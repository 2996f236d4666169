#![no_main]

use libfuzzer_sys::fuzz_target;
use lottery_engine::{verify_audit, AuditRecord};

fuzz_target!(|data: &[u8]| {
    let Ok(text) = std::str::from_utf8(data) else {
        return;
    };
    if let Ok(record) = AuditRecord::from_json(text) {
        // Must never panic on untrusted records
        let _ = verify_audit(&record);
    }
});
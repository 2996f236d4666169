//! Public exclusion list: one address per line, `#` comments.

use std::collections::BTreeSet;
use std::path::Path;

use lottery_primitives::is_valid_address;
use tracing::{info, warn};

use crate::errors::CliError;

#[must_use]
pub fn parse_exclusions(text: &str) -> BTreeSet<String> {
    let mut out = BTreeSet::new();
    for (lineno, line) in text.lines().enumerate() {
        let w = line.trim();
        if w.is_empty() || w.starts_with('#') {
            continue;
        }
        if !is_valid_address(w) {
            // invalid entries stay excluded
            warn!(line = lineno + 1, address = w, "exclusion entry is not a valid address");
        }
        out.insert(w.to_owned());
    }
    out
}

/// No path means no exclusions. A path that cannot be read is an error.
pub fn load_exclusions(path: Option<&Path>) -> Result<BTreeSet<String>, CliError> {
    let Some(path) = path else {
        return Ok(BTreeSet::new());
    };
    let text = std::fs::read_to_string(path).map_err(|e| CliError::io(path, e))?;
    let excluded = parse_exclusions(&text);
    info!(path = %path.display(), count = excluded.len(), "loaded exclusion list");
    Ok(excluded)
}
//! Snapshot → draw → audit file → verify, through the public crate surface.

use std::collections::BTreeSet;

use chrono::{TimeZone, Utc};
use e2e::{account_blob, holder, scratch_dir};
use holder_lottery::audit_file::{read_audit, write_audit};
use holder_lottery::exclusions::parse_exclusions;
use holder_lottery::seed_feed::load_seed_from_feed_file;
use holder_lottery::{
    execute_draw, verify_audit, CliError, DrawError, DrawInputs, LotteryParams, MismatchField,
    VerifyError,
};

const SEED: &str = "GHtXQBsoZHVnNFa9YevAzFr17DJjgHXk3ycTKD5xD3Zi";

fn params() -> LotteryParams {
    LotteryParams {
        min_raw_balance: 1_000_000,
        excluded_wallets_file: None,
        ..LotteryParams::default()
    }
}

fn snapshot() -> Vec<Vec<u8>> {
    vec![
        account_blob(1, 40_000_000),
        account_blob(2, 15_000_000),
        account_blob(1, 10_000_000),
        account_blob(3, 999_999),
        account_blob(4, 0),
        account_blob(9, 500_000_000),
    ]
}

fn inputs(seed: &str, excluded: BTreeSet<String>) -> DrawInputs {
    DrawInputs {
        target_slot: 312_000_000,
        seed: seed.to_owned(),
        seed_source: "rpc:getBlock".into(),
        account_blobs: snapshot(),
        excluded,
    }
}

#[test]
fn persisted_audit_verifies() {
    let dir = scratch_dir("persisted");
    let path = dir.join("audit.json");
    let excluded = parse_exclusions(&format!("# treasury\n{}\n", holder(9)));

    let at = Utc.with_ymd_and_hms(2026, 5, 1, 20, 0, 0).single().expect("time");
    let res = execute_draw(&inputs(SEED, excluded), &params(), at).expect("draw");
    write_audit(&path, &res.record).expect("write");

    let record = read_audit(&path).expect("read");
    assert_eq!(record, res.record);
    assert_eq!(record.metadata.total_supply, 65_000_000);
    assert_eq!(record.all_entrants.len(), 2);
    assert!(record.all_entrants.iter().all(|e| e.address != holder(9)));

    let report = verify_audit(&record).expect("verifies");
    assert_eq!(report.winner, record.winner.address);
    assert_eq!(report.total_tickets, 65_000_000);
}

#[test]
fn tampering_on_disk_is_detected() {
    let dir = scratch_dir("tamper");
    let path = dir.join("audit.json");
    let res = execute_draw(&inputs(SEED, BTreeSet::new()), &params(), Utc::now()).expect("draw");
    write_audit(&path, &res.record).expect("write");

    let text = std::fs::read_to_string(&path).expect("read");
    let mut value: serde_json::Value = serde_json::from_str(&text).expect("json");
    value["all_entrants"][0]["balance"] = serde_json::json!(1);
    std::fs::write(&path, serde_json::to_string_pretty(&value).expect("encode")).expect("write");

    let record = read_audit(&path).expect("still parses");
    match verify_audit(&record) {
        Err(VerifyError::Mismatch { field, .. }) => assert_eq!(field, MismatchField::TotalTickets),
        other => panic!("expected total mismatch, got {other:?}"),
    }
}

#[test]
fn missing_field_is_a_read_error() {
    let dir = scratch_dir("missing");
    let path = dir.join("audit.json");
    let res = execute_draw(&inputs(SEED, BTreeSet::new()), &params(), Utc::now()).expect("draw");
    write_audit(&path, &res.record).expect("write");

    let text = std::fs::read_to_string(&path).expect("read");
    let mut value: serde_json::Value = serde_json::from_str(&text).expect("json");
    value["metadata"]
        .as_object_mut()
        .expect("object")
        .remove("seed_blockhash");
    std::fs::write(&path, value.to_string()).expect("write");

    assert!(matches!(read_audit(&path), Err(CliError::AuditCodec(_))));
}

#[test]
fn feed_file_seeds_the_draw() {
    let dir = scratch_dir("feed");
    let feed = dir.join("block.json");
    std::fs::write(&feed, format!(r#"{{"slot": 312000000, "blockhash": "{SEED}"}}"#)).expect("write");

    let seed = load_seed_from_feed_file(&feed, Some(312_000_000)).expect("seed");
    assert_eq!(seed, SEED);
    let a = execute_draw(&inputs(&seed, BTreeSet::new()), &params(), Utc::now()).expect("draw");
    let b = execute_draw(&inputs(SEED, BTreeSet::new()), &params(), Utc::now()).expect("draw");
    assert_eq!(a.outcome, b.outcome);

    assert!(load_seed_from_feed_file(&feed, Some(1)).is_err());
}

#[test]
fn everyone_excluded_writes_nothing() {
    let dir = scratch_dir("degenerate");
    let path = dir.join("audit.json");
    let excluded = [1u8, 2, 9].into_iter().map(holder).collect();

    let err = execute_draw(&inputs(SEED, excluded), &params(), Utc::now()).expect_err("no entrants");
    assert!(matches!(err, CliError::Draw(DrawError::NoEligibleEntrants)));
    assert!(!path.exists());
}
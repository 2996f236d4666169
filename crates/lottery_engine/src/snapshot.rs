//! Balance snapshot: account decoding, per-owner aggregation and eligibility.

use std::collections::{BTreeMap, BTreeSet};

use lottery_primitives::constants::{ACCOUNT_AMOUNT, ACCOUNT_MIN_LEN, ACCOUNT_OWNER};
use lottery_primitives::{encode_address, u64_from_le};
use tracing::{debug, trace};

/// Owner address → summed raw balance across all of the owner's token accounts.
pub type OwnerBalances = BTreeMap<String, u128>;

/// One decoded token account.
#[derive(Clone, Debug, PartialEq, Eq)]
pub struct BalanceRecord {
    pub owner: String,
    pub amount: u64,
}

/// A holder that survived exclusion and minimum-balance filtering.
#[derive(Clone, Debug, PartialEq, Eq)]
pub struct Entrant {
    pub address: String,
    pub balance: u128,
}

impl Entrant {
    #[must_use]
    pub fn new(address: impl Into<String>, balance: u128) -> Self {
        Self { address: address.into(), balance }
    }
}

/// Decode owner and amount from raw token account data.
///
/// Returns `None` for data shorter than the base layout; Token-2022 accounts
/// with extensions keep the same leading offsets and decode normally.
#[must_use]
pub fn decode_account(data: &[u8]) -> Option<BalanceRecord> {
    if data.len() < ACCOUNT_MIN_LEN {
        return None;
    }
    Some(BalanceRecord {
        owner: encode_address(&data[ACCOUNT_OWNER]),
        amount: u64_from_le(&data[ACCOUNT_AMOUNT]),
    })
}

/// Sum balances per owner. Undecodable blobs and zero amounts are skipped.
#[must_use]
pub fn aggregate<I>(blobs: I) -> OwnerBalances
where
    I: IntoIterator,
    I::Item: AsRef<[u8]>,
{
    let mut balances = OwnerBalances::new();
    let mut skipped = 0usize;
    for blob in blobs {
        let blob = blob.as_ref();
        let Some(rec) = decode_account(blob) else {
            trace!(len = blob.len(), "skipping short account blob");
            skipped += 1;
            continue;
        };
        if rec.amount == 0 {
            continue;
        }
        *balances.entry(rec.owner).or_insert(0) += u128::from(rec.amount);
    }
    debug!(owners = balances.len(), skipped, "aggregated holder balances");
    balances
}

/// Drop excluded owners and owners below `min_balance`, then sort by address.
///
/// Ordering is raw byte order of the address string. It fixes every ticket
/// range downstream, so it must never depend on locale or insertion order.
/// Zero balances are never eligible, whatever `min_balance` is.
#[must_use]
pub fn filter_eligible(
    balances: &OwnerBalances,
    excluded: &BTreeSet<String>,
    min_balance: u128,
) -> Vec<Entrant> {
    let mut entrants: Vec<Entrant> = balances
        .iter()
        .filter(|(addr, _)| !excluded.contains(*addr))
        .filter(|(_, bal)| **bal >= min_balance && **bal > 0)
        .map(|(addr, bal)| Entrant::new(addr.clone(), *bal))
        .collect();
    entrants.sort_by(|a, b| a.address.as_bytes().cmp(b.address.as_bytes()));
    debug!(
        holders = balances.len(),
        excluded = excluded.len(),
        eligible = entrants.len(),
        "eligibility filter applied"
    );
    entrants
}
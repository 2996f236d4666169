//! Minimal Solana JSON-RPC client: block lookup and token account scans.

use base64::engine::general_purpose::STANDARD;
use base64::Engine as _;
use lottery_primitives::constants::{CLASSIC_ACCOUNT_LEN, TOKEN_2022_PROGRAM_ID, TOKEN_PROGRAM_ID};
use serde::de::DeserializeOwned;
use serde::Deserialize;
use serde_json::{json, Value};
use tracing::{debug, info};

use crate::config::Settings;
use crate::errors::RpcError;

#[derive(Deserialize)]
struct RpcResponse<T> {
    result: Option<T>,
    error: Option<Value>,
}

#[derive(Deserialize)]
struct BlockInfo {
    blockhash: Option<String>,
}

#[derive(Deserialize)]
struct ProgramAccount {
    account: AccountInfo,
}

#[derive(Deserialize)]
struct AccountInfo {
    /// `[data, encoding]`
    data: Vec<String>,
}

pub struct RpcClient {
    url: String,
    http: reqwest::Client,
}

impl RpcClient {
    pub fn new(settings: &Settings) -> Result<Self, RpcError> {
        let http = reqwest::Client::builder().timeout(settings.timeout).build()?;
        Ok(Self { url: settings.rpc_url.clone(), http })
    }

    async fn call<T: DeserializeOwned>(
        &self,
        method: &'static str,
        params: Value,
    ) -> Result<Option<T>, RpcError> {
        let payload = json!({
            "jsonrpc": "2.0",
            "id": 1,
            "method": method,
            "params": params,
        });
        let resp = self
            .http
            .post(&self.url)
            .json(&payload)
            .send()
            .await?
            .error_for_status()?;
        let body: RpcResponse<T> = resp.json().await?;
        if let Some(err) = body.error {
            return Err(RpcError::Node { method, detail: err.to_string() });
        }
        Ok(body.result)
    }

    /// Current finalized slot.
    pub async fn get_slot(&self) -> Result<u64, RpcError> {
        self.call("getSlot", json!([{ "commitment": "finalized" }]))
            .await?
            .ok_or(RpcError::EmptyResult { method: "getSlot" })
    }

    /// Unix timestamp of `slot`.
    pub async fn get_block_time(&self, slot: u64) -> Result<i64, RpcError> {
        self.call("getBlockTime", json!([slot]))
            .await?
            .ok_or(RpcError::MissingBlockTime { slot })
    }

    /// Blockhash of the finalized block at `slot`.
    pub async fn get_blockhash_for_slot(&self, slot: u64) -> Result<String, RpcError> {
        let params = json!([
            slot,
            {
                "encoding": "json",
                "transactionDetails": "none",
                "rewards": false,
                "commitment": "finalized",
            }
        ]);
        let block: Option<BlockInfo> = self.call("getBlock", params).await?;
        block
            .and_then(|b| b.blockhash)
            .filter(|h| !h.is_empty())
            .ok_or(RpcError::MissingBlockhash { slot })
    }

    /// Raw data of every token account of `mint` owned by `program_id`.
    ///
    /// Classic token accounts are filtered to their fixed size; Token-2022
    /// accounts vary with extensions.
    pub async fn get_program_accounts(
        &self,
        program_id: &str,
        mint: &str,
        classic_token_program: bool,
    ) -> Result<Vec<Vec<u8>>, RpcError> {
        let mut filters = vec![json!({ "memcmp": { "offset": 0, "bytes": mint } })];
        if classic_token_program {
            filters.push(json!({ "dataSize": CLASSIC_ACCOUNT_LEN }));
        }
        let params = json!([program_id, { "encoding": "base64", "filters": filters }]);
        let accounts: Vec<ProgramAccount> = self
            .call("getProgramAccounts", params)
            .await?
            .unwrap_or_default();
        Ok(decode_base64_accounts(
            accounts
                .into_iter()
                .filter_map(|a| a.account.data.into_iter().next()),
        ))
    }

    /// Accounts of `mint` under both token programs, classic first.
    pub async fn get_token_accounts(&self, mint: &str) -> Result<Vec<Vec<u8>>, RpcError> {
        info!("scanning classic SPL Token program");
        let mut blobs = self.get_program_accounts(TOKEN_PROGRAM_ID, mint, true).await?;
        info!("scanning Token-2022 program");
        blobs.extend(self.get_program_accounts(TOKEN_2022_PROGRAM_ID, mint, false).await?);
        Ok(blobs)
    }
}

/// Decode base64 account payloads; undecodable entries are dropped.
pub fn decode_base64_accounts<I>(encoded: I) -> Vec<Vec<u8>>
where
    I: IntoIterator,
    I::Item: AsRef<str>,
{
    let mut skipped = 0usize;
    let blobs: Vec<Vec<u8>> = encoded
        .into_iter()
        .filter_map(|s| {
            let decoded = STANDARD.decode(s.as_ref()).ok();
            if decoded.is_none() {
                skipped += 1;
            }
            decoded
        })
        .collect();
    if skipped > 0 {
        debug!(skipped, "dropped account data that was not valid base64");
    }
    blobs
}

§ **Work order**
Beginning with the top line of the data above, output every line exactly until the one that contains "on untrusted records", and include that one too.

§ **Exercise response**
repository 2996f236d4666169
#![no_main]

use libfuzzer_sys::fuzz_target;
use lottery_engine::{verify_audit, AuditRecord};

fuzz_target!(|data: &[u8]| {
    let Ok(text) = std::str::from_utf8(data) else {
        return;
    };
    if let Ok(record) = AuditRecord::from_json(text) {
        // Must never panic on untrusted records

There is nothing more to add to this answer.